*AIM OF THE TASK*
From the entries below, gather each line containing the word "FeedArgs".
------------------------------------------------------------------------
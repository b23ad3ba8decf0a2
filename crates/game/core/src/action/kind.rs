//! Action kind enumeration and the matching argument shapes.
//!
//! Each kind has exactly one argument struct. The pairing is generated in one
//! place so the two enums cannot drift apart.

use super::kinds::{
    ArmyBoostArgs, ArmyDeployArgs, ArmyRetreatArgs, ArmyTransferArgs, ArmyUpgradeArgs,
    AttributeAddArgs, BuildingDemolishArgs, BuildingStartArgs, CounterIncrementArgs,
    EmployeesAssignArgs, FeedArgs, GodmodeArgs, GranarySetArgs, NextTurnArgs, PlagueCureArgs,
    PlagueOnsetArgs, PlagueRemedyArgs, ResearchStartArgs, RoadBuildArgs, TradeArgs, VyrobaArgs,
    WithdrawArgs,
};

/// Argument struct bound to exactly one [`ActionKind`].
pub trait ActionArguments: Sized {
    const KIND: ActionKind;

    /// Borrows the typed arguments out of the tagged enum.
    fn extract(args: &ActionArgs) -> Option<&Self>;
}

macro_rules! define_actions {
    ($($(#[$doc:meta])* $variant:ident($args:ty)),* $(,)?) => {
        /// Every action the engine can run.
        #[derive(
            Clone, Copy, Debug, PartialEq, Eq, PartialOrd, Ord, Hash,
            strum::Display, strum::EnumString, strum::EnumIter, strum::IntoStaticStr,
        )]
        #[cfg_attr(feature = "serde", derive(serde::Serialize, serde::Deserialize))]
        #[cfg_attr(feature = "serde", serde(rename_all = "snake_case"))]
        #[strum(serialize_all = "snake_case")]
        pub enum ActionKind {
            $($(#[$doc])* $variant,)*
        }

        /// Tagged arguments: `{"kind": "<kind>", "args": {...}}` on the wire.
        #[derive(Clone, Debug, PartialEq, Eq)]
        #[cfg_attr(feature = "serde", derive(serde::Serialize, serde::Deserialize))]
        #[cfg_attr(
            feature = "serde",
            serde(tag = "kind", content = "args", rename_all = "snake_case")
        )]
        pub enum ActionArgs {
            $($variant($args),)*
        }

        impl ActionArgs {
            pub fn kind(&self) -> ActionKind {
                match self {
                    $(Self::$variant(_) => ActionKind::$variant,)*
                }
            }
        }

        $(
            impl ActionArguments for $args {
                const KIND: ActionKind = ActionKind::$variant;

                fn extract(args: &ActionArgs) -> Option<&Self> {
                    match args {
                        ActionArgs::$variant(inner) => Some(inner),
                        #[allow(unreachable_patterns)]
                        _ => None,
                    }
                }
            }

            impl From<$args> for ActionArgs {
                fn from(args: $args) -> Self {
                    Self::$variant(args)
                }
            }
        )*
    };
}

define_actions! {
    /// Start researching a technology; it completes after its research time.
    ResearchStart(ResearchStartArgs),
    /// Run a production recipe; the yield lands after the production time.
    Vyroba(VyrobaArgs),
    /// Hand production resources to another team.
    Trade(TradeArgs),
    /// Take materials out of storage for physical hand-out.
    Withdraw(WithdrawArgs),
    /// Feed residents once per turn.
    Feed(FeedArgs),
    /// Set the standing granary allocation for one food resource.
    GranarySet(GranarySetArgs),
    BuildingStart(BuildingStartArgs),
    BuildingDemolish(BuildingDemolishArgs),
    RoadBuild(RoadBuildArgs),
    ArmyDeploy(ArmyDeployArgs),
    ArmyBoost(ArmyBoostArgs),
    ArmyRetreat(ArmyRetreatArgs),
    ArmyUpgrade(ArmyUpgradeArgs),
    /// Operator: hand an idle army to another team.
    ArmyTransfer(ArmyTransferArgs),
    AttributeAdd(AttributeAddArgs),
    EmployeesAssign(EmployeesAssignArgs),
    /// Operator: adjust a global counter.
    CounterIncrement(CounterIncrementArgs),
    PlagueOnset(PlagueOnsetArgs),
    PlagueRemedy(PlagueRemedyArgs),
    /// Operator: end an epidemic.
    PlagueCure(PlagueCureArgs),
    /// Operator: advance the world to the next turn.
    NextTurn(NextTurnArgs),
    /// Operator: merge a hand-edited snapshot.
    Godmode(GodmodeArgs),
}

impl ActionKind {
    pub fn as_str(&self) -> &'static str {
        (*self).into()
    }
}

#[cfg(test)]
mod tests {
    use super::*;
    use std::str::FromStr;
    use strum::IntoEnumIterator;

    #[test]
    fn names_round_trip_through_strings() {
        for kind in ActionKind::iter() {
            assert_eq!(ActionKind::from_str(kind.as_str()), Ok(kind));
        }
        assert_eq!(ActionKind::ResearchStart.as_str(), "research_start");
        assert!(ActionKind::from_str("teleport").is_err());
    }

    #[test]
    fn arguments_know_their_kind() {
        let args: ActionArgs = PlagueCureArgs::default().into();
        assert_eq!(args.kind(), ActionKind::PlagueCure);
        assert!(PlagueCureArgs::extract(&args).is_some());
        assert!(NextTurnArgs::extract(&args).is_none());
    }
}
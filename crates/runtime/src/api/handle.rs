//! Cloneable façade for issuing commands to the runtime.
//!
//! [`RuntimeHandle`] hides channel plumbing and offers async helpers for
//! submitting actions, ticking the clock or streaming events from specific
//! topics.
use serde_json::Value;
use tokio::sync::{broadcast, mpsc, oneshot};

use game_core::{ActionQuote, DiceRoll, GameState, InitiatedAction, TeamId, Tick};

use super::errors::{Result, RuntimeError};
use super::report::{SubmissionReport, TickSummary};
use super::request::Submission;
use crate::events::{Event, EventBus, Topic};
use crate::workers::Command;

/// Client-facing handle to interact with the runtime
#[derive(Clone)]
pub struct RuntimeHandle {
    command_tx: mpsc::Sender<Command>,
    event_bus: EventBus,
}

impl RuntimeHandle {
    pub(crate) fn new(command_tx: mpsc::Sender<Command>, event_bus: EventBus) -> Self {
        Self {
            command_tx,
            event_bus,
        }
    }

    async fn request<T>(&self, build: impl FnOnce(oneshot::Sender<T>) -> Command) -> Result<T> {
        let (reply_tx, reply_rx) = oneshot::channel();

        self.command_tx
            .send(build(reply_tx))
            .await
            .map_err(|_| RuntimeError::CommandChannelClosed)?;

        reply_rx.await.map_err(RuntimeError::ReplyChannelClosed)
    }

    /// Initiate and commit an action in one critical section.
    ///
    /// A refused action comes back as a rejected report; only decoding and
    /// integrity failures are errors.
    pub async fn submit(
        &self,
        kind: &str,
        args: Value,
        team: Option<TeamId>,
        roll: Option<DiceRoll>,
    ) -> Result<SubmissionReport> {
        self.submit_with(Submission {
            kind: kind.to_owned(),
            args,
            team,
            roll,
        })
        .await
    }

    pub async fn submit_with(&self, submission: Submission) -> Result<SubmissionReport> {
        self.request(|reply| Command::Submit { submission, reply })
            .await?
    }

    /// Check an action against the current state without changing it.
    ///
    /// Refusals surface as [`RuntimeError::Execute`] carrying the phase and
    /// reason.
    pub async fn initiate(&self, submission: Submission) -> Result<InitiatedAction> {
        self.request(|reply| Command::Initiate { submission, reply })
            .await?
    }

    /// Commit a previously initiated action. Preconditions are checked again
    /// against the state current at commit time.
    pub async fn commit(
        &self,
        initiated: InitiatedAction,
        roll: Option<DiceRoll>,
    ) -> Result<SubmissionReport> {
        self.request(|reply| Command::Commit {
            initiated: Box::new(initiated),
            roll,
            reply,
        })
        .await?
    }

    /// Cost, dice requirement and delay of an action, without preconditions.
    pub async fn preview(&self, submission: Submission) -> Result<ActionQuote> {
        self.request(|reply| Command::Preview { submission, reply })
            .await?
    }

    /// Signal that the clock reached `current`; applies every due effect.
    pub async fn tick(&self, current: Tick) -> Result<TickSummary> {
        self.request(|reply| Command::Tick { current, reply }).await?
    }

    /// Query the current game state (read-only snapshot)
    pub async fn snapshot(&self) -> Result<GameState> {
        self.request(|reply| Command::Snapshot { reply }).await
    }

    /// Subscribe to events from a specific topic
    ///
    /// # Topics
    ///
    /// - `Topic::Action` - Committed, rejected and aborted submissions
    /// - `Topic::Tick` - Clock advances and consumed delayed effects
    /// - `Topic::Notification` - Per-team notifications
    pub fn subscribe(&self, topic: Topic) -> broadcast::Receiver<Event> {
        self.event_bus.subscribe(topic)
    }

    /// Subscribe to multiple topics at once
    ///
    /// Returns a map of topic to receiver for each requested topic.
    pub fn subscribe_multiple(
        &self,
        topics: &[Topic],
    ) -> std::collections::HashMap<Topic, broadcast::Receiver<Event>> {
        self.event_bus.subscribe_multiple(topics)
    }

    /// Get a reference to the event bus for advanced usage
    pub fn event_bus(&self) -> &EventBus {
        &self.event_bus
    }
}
------------------------------------------------------------------------
*SOLUTION TO THIS PROBLEM*
    EmployeesAssignArgs, FeedArgs, GodmodeArgs, GranarySetArgs, NextTurnArgs, PlagueCureArgs,
    Feed(FeedArgs),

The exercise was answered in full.